Viver com estas tradições e histórias nos faz viver e nos tronarmos pessoas mais humildes e sensíveis a causa da natureza e consequentemente ao respeito que devemos a ela, nem que para isto tenhamos que conviver e relatar as velhas histórias que fazem parte de um contexto local que ao longo dos anos foram se perdendo, inclusive relatados desde a existência da Ilha do Miriti, e outras que sumiram devido a força da água, e consequentemente desenvolvendo o fenômeno das terras – caídas, levando os sedimentos para outras regiões do leito do rio, e assim promovendo surgimento de outros acúmulos sedimentares e/ou depósitos aluvionares, principalmente de argila e outras composições de solo, como areia e silte[2].

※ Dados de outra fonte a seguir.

use std::path::PathBuf;
use std::time::Duration;

use anyhow::Context;
use clap::{Args, Parser, Subcommand};
use log::{info, warn};
use tokio::time::sleep;
use tracing_log::LogTracer;
use tracing_subscriber::{fmt, prelude::*, EnvFilter};

use chronos_election::raft::NodeStatus;
use chronos_election::{Config, DeliveryPolicy, LocalCluster, Simulation};

fn init_logging() {
    if std::env::var("ELECTION_LOG_PLAIN").is_ok() {
        // Plain env_logger output, no tracing spans
        let _ = env_logger::Builder::from_env(env_logger::Env::default().default_filter_or("info"))
            .try_init();
        return;
    }

    let _ = LogTracer::init();

    let env_filter = EnvFilter::try_from_default_env().unwrap_or_else(|_| EnvFilter::new("info"));

    let fmt_layer = fmt::layer()
        .with_target(true)
        .with_timer(fmt::time::UtcTime::rfc_3339());

    let _ = tracing_subscriber::registry()
        .with(env_filter)
        .with(fmt_layer)
        .try_init();
}

#[derive(Parser)]
#[command(name = "chronos-election")]
#[command(about = "Raft leader election, simulated or on a live local cluster")]
struct Cli {
    #[command(subcommand)]
    command: Command,
}

#[derive(Subcommand)]
enum Command {
    /// Run a deterministic round-based simulation on a manual clock
    Simulate {
        #[command(flatten)]
        cluster: ClusterArgs,

        /// Number of driver rounds to run
        #[arg(short, long, default_value_t = 60)]
        rounds: u64,

        /// Crash whichever node leads at this round
        #[arg(long)]
        crash_leader_at: Option<u64>,

        /// Deliver each batch of messages in random order
        #[arg(long)]
        shuffle: bool,

        /// Probability that a message is delivered twice
        #[arg(long, default_value_t = 0.0)]
        duplicate_probability: f64,
    },

    /// Run a live cluster on tokio tasks and wall-clock timers
    Run {
        #[command(flatten)]
        cluster: ClusterArgs,

        /// How long to run before printing the final status
        #[arg(short, long, default_value_t = 30)]
        duration_secs: u64,

        /// Crash whichever node leads after this many seconds
        #[arg(long)]
        crash_leader_after_secs: Option<u64>,
    },

    /// Print the default configuration as JSON
    Config,
}

#[derive(Args)]
struct ClusterArgs {
    /// JSON config file; flags below override it
    #[arg(short, long)]
    config: Option<PathBuf>,

    /// Number of nodes (ids 1..=N)
    #[arg(short, long)]
    nodes: Option<u64>,

    /// Driver tick interval in milliseconds
    #[arg(long)]
    tick_ms: Option<u64>,

    /// Lower bound of the election timeout in milliseconds
    #[arg(long)]
    timeout_min_ms: Option<u64>,

    /// Upper bound (inclusive) of the election timeout in milliseconds
    #[arg(long)]
    timeout_max_ms: Option<u64>,

    /// Disable voluntary leader rotation
    #[arg(long)]
    no_rotation: bool,

    /// Seed for election timeouts and message mistreatment
    #[arg(long)]
    seed: Option<u64>,
}

impl ClusterArgs {
    fn into_config(self) -> anyhow::Result<Config> {
        let mut config = match &self.config {
            Some(path) => Config::load(path)
                .with_context(|| format!("loading config from {}", path.display()))?,
            None => Config::default(),
        };

        if let Some(nodes) = self.nodes {
            config.nodes = nodes;
        }
        if let Some(tick_ms) = self.tick_ms {
            config.tick_interval_ms = tick_ms;
        }
        if let Some(min) = self.timeout_min_ms {
            config.election_timeout_min_ms = min;
        }
        if let Some(max) = self.timeout_max_ms {
            config.election_timeout_max_ms = max;
        }
        if self.no_rotation {
            config.rotation = None;
        }
        if self.seed.is_some() {
            config.seed = self.seed;
        }

        config.validate().context("invalid cluster configuration")?;
        Ok(config)
    }
}

fn print_statuses(statuses: &[NodeStatus]) -> anyhow::Result<()> {
    println!("{}", serde_json::to_string_pretty(statuses)?);
    Ok(())
}

#[tokio::main]
async fn main() -> anyhow::Result<()> {
    init_logging();

    let cli = Cli::parse();

    match cli.command {
        Command::Config => {
            println!("{}", serde_json::to_string_pretty(&Config::default())?);
        }
        Command::Simulate {
            cluster,
            rounds,
            crash_leader_at,
            shuffle,
            duplicate_probability,
        } => {
            let config = cluster.into_config()?;
            info!(
                "Simulating {} nodes for {rounds} rounds (seed {})",
                config.nodes,
                config.seed.unwrap_or_default()
            );

            let mut sim = Simulation::from_config(&config)?.with_policy(DeliveryPolicy {
                shuffle,
                duplicate_probability,
            });

            for round in 1..=rounds {
                if crash_leader_at == Some(round) {
                    match sim.leaders().first() {
                        Some(&leader) => {
                            sim.crash(leader);
                        }
                        None => warn!("No leader to crash at round {round}"),
                    }
                }
                sim.step();
                info!("------------------------- round {round} -------------------------");
            }

            print_statuses(&sim.statuses())?;
        }
        Command::Run {
            cluster,
            duration_secs,
            crash_leader_after_secs,
        } => {
            let config = cluster.into_config()?;
            let mut cluster = LocalCluster::start(config)?;
            let total = Duration::from_secs(duration_secs);

            match crash_leader_after_secs.map(Duration::from_secs) {
                Some(crash_after) if crash_after < total => {
                    sleep(crash_after).await;
                    match cluster.leaders().first() {
                        Some(&leader) => {
                            cluster.crash(leader);
                        }
                        None => warn!("No leader to crash after {crash_after:?}"),
                    }
                    sleep(total - crash_after).await;
                }
                _ => sleep(total).await,
            }

            cluster.shutdown();
            print_statuses(&cluster.statuses())?;
        }
    }

    Ok(())
}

Logo, por sua dimensão, grandiosidade e robustez, o rio Amazonas deve ser respeitado, não só por suprir esta beleza natural aos seus conviventes e transeuntes temporários, não apenas por oferecer alimentos provenientes das mais variadas espécies de pescados, crustáceos ou quelônios e crocodilianos, não por fornecer água suficiente para as pequenas industrias no local referido ou para consumo da população e aos animais; não apenas por permitir a navegação e assim consequentemente abastecer através das embarcações os lares e comércios locais; porém, por ser um ser fenomenal natural mavioso, onde o ser humano e as espécies da fauna e da flora, vivem harmonicamente, apesar das mudanças significativas impetradas e forçadas pela nova dinâmica de viver e conviver e produzir da sociedade. Sabendo, que os prejuízos são incalculáveis pelo despejo desenfreado e quantidade maior de esgoto e lixo em seu leito.

Cuidemos deste “monstro” sempre, pois assim que ele possa sempre nos mostrar a cada dia amanhecido ou a cada tarde terminada, que o ser humano faz parte dele, e desta forma apreciar como fizesse parte de sua própria vida, mesmo que sejam feitas restrições através de novos causos, os quais possam impetrar respeito, sensibilidade e benevolência a este “magnífico” curso, o qual demonstra ser mais que uma paisagem, e sim, um ser vivente e construtor de novas vidas humanas, possibilitadas pelo oferecimentos de suas particularidades: terra (praias), vegetação, água, espécies pisqueiras, e outros aspectos ou fatores motrizes.

 

[1] Professor efetivo da Rede Pública Municipal de Ensino do Município de Prainha - Pará

 Mestrando em Educação (Formação de Professores) UNINI/FUNIBER – 2021. 

[2] Silte: fragmentos bem pequenos de rocha que entram na composição de outros materiais maiores, muitos presentes nos aluviões amazônicos.